[[ RECORDS TO PROCESS, beginning ]]

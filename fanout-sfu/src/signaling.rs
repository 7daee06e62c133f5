//! Signaling wire messages exchanged with the signaling server
//!
//! Inbound frames are tagged by `type`; outbound frames are wrapped in an
//! `{action, data}` envelope.

use crate::types::PeerId;
use serde::{Deserialize, Serialize};
use tokio::sync::mpsc;

/// SDP type of a session description
#[derive(Debug, Clone, Copy, PartialEq, Eq, Serialize, Deserialize)]
#[serde(rename_all = "lowercase")]
pub enum SdpType {
    Offer,
    Pranswer,
    Answer,
    Rollback,
}

/// Session description as exchanged over signaling
#[derive(Debug, Clone, PartialEq, Eq, Serialize, Deserialize)]
pub struct SessionDescription {
    #[serde(rename = "type")]
    pub sdp_type: SdpType,
    pub sdp: String,
}

impl SessionDescription {
    pub fn offer(sdp: impl Into<String>) -> Self {
        Self {
            sdp_type: SdpType::Offer,
            sdp: sdp.into(),
        }
    }

    pub fn answer(sdp: impl Into<String>) -> Self {
        Self {
            sdp_type: SdpType::Answer,
            sdp: sdp.into(),
        }
    }
}

/// Trickled ICE candidate, mirroring `RTCIceCandidateInit`
#[derive(Debug, Clone, Default, PartialEq, Eq, Serialize, Deserialize)]
#[serde(rename_all = "camelCase")]
pub struct IceCandidate {
    #[serde(default)]
    pub candidate: String,
    #[serde(default, skip_serializing_if = "Option::is_none")]
    pub sdp_mid: Option<String>,
    #[serde(
        default,
        rename = "sdpMLineIndex",
        skip_serializing_if = "Option::is_none"
    )]
    pub sdp_mline_index: Option<u16>,
    #[serde(default, skip_serializing_if = "Option::is_none")]
    pub username_fragment: Option<String>,
}

impl IceCandidate {
    pub fn new(candidate: impl Into<String>) -> Self {
        Self {
            candidate: candidate.into(),
            ..Default::default()
        }
    }

    /// End-of-candidates markers carry an empty (or single character)
    /// candidate line; failing to apply one is expected.
    #[must_use]
    pub fn is_end_of_candidates(&self) -> bool {
        self.candidate.len() <= 1
    }
}

/// Body of an inbound `producer` / `consumer` message
#[derive(Debug, Clone, PartialEq, Eq, Deserialize)]
#[serde(rename_all = "camelCase")]
pub struct Handshake {
    pub sender: PeerId,
    #[serde(default)]
    pub receiver: Option<PeerId>,
    #[serde(default)]
    pub description: Option<SessionDescription>,
    #[serde(default)]
    pub candidate: Option<IceCandidate>,
    #[serde(default)]
    pub remote_peer_id: Option<PeerId>,
}

/// Message received from the signaling server
#[derive(Debug, Clone, PartialEq, Eq, Deserialize)]
#[serde(tag = "type")]
pub enum InboundMessage {
    #[serde(rename = "producer")]
    Producer(Handshake),
    #[serde(rename = "consumer")]
    Consumer(Handshake),
    #[serde(rename = "clientDisconnect", rename_all = "camelCase")]
    ClientDisconnect { client_id: PeerId },
    #[serde(other)]
    Unknown,
}

impl InboundMessage {
    pub fn from_json(text: &str) -> Result<Self, serde_json::Error> {
        serde_json::from_str(text)
    }
}

/// Which of a peer's two connection kinds a handshake belongs to
#[derive(Debug, Clone, Copy, PartialEq, Eq, Serialize, Deserialize)]
#[serde(rename_all = "lowercase")]
pub enum HandshakeRole {
    Producer,
    Consumer,
}

/// Body of an outbound `handshake` action
#[derive(Debug, Clone, PartialEq, Eq, Serialize)]
#[serde(rename_all = "camelCase")]
pub struct OutboundHandshake {
    #[serde(rename = "type")]
    pub role: HandshakeRole,
    pub sender: PeerId,
    pub receiver: PeerId,
    #[serde(skip_serializing_if = "Option::is_none")]
    pub remote_peer_id: Option<PeerId>,
    #[serde(skip_serializing_if = "Option::is_none")]
    pub description: Option<SessionDescription>,
    #[serde(skip_serializing_if = "Option::is_none")]
    pub candidate: Option<IceCandidate>,
}

/// Message sent to the signaling server
#[derive(Debug, Clone, PartialEq, Eq, Serialize)]
#[serde(tag = "action", content = "data", rename_all = "camelCase")]
pub enum OutboundMessage {
    Identify {
        id: PeerId,
        #[serde(rename = "type")]
        kind: String,
    },
    Handshake(OutboundHandshake),
}

impl OutboundMessage {
    /// Announcement sent once the signaling connection opens
    pub fn identify(sfu_id: &PeerId) -> Self {
        Self::Identify {
            id: sfu_id.clone(),
            kind: "sfu".to_string(),
        }
    }

    pub fn to_json(&self) -> Result<String, serde_json::Error> {
        serde_json::to_string(self)
    }

    /// The handshake body, if this is a handshake
    #[must_use]
    pub fn handshake(&self) -> Option<&OutboundHandshake> {
        match self {
            Self::Handshake(handshake) => Some(handshake),
            Self::Identify { .. } => None,
        }
    }
}

/// Outbound half of the signaling channel, drained by the transport task.
pub type SignalingSender = mpsc::UnboundedSender<OutboundMessage>;

#[cfg(test)]
mod tests {
    use super::*;
    use serde_json::json;

    #[test]
    fn test_parse_producer_offer() {
        let msg = InboundMessage::from_json(
            r#"{"type":"producer","sender":1,"receiver":"sfu-1","description":{"type":"offer","sdp":"v=0"}}"#,
        )
        .unwrap();
        let InboundMessage::Producer(handshake) = msg else {
            panic!("expected producer message");
        };
        assert_eq!(handshake.sender, PeerId::from("1"));
        assert_eq!(handshake.description, Some(SessionDescription::offer("v=0")));
        assert!(handshake.candidate.is_none());
    }

    #[test]
    fn test_parse_consumer_candidate() {
        let msg = InboundMessage::from_json(
            r#"{"type":"consumer","sender":"2","remotePeerId":"1","candidate":{"candidate":"candidate:1 1 udp 1 10.0.0.1 5000 typ host","sdpMid":"0","sdpMLineIndex":0}}"#,
        )
        .unwrap();
        let InboundMessage::Consumer(handshake) = msg else {
            panic!("expected consumer message");
        };
        assert_eq!(handshake.remote_peer_id, Some(PeerId::from("1")));
        let candidate = handshake.candidate.unwrap();
        assert_eq!(candidate.sdp_mid.as_deref(), Some("0"));
        assert_eq!(candidate.sdp_mline_index, Some(0));
    }

    #[test]
    fn test_parse_disconnect_and_unknown() {
        let msg = InboundMessage::from_json(r#"{"type":"clientDisconnect","clientId":"7"}"#).unwrap();
        assert_eq!(
            msg,
            InboundMessage::ClientDisconnect {
                client_id: PeerId::from("7")
            }
        );

        let msg = InboundMessage::from_json(r#"{"type":"whatever","foo":1}"#).unwrap();
        assert_eq!(msg, InboundMessage::Unknown);
    }

    #[test]
    fn test_outbound_envelopes() {
        let identify = OutboundMessage::identify(&PeerId::from("sfu-1"));
        assert_eq!(
            serde_json::to_value(&identify).unwrap(),
            json!({"action": "identify", "data": {"id": "sfu-1", "type": "sfu"}})
        );

        let handshake = OutboundMessage::Handshake(OutboundHandshake {
            role: HandshakeRole::Consumer,
            sender: PeerId::from("sfu-1"),
            receiver: PeerId::from("2"),
            remote_peer_id: Some(PeerId::from("1")),
            description: Some(SessionDescription::offer("v=0")),
            candidate: None,
        });
        assert_eq!(
            serde_json::to_value(&handshake).unwrap(),
            json!({
                "action": "handshake",
                "data": {
                    "type": "consumer",
                    "sender": "sfu-1",
                    "receiver": "2",
                    "remotePeerId": "1",
                    "description": {"type": "offer", "sdp": "v=0"}
                }
            })
        );
    }

    #[test]
    fn test_end_of_candidates_marker() {
        assert!(IceCandidate::new("").is_end_of_candidates());
        assert!(IceCandidate::new(" ").is_end_of_candidates());
        assert!(!IceCandidate::new("candidate:1 1 udp 1 10.0.0.1 5000 typ host").is_end_of_candidates());
    }
}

[[ RECORDS TO PROCESS, end ]]

— ASSIGNMENT —
Lines holding the word "SessionDescription" are the answer; copy each one from the records above.

— REPLY —
pub struct SessionDescription {
impl SessionDescription {
    pub description: Option<SessionDescription>,
    pub description: Option<SessionDescription>,
        assert_eq!(handshake.description, Some(SessionDescription::offer("v=0")));
            description: Some(SessionDescription::offer("v=0")),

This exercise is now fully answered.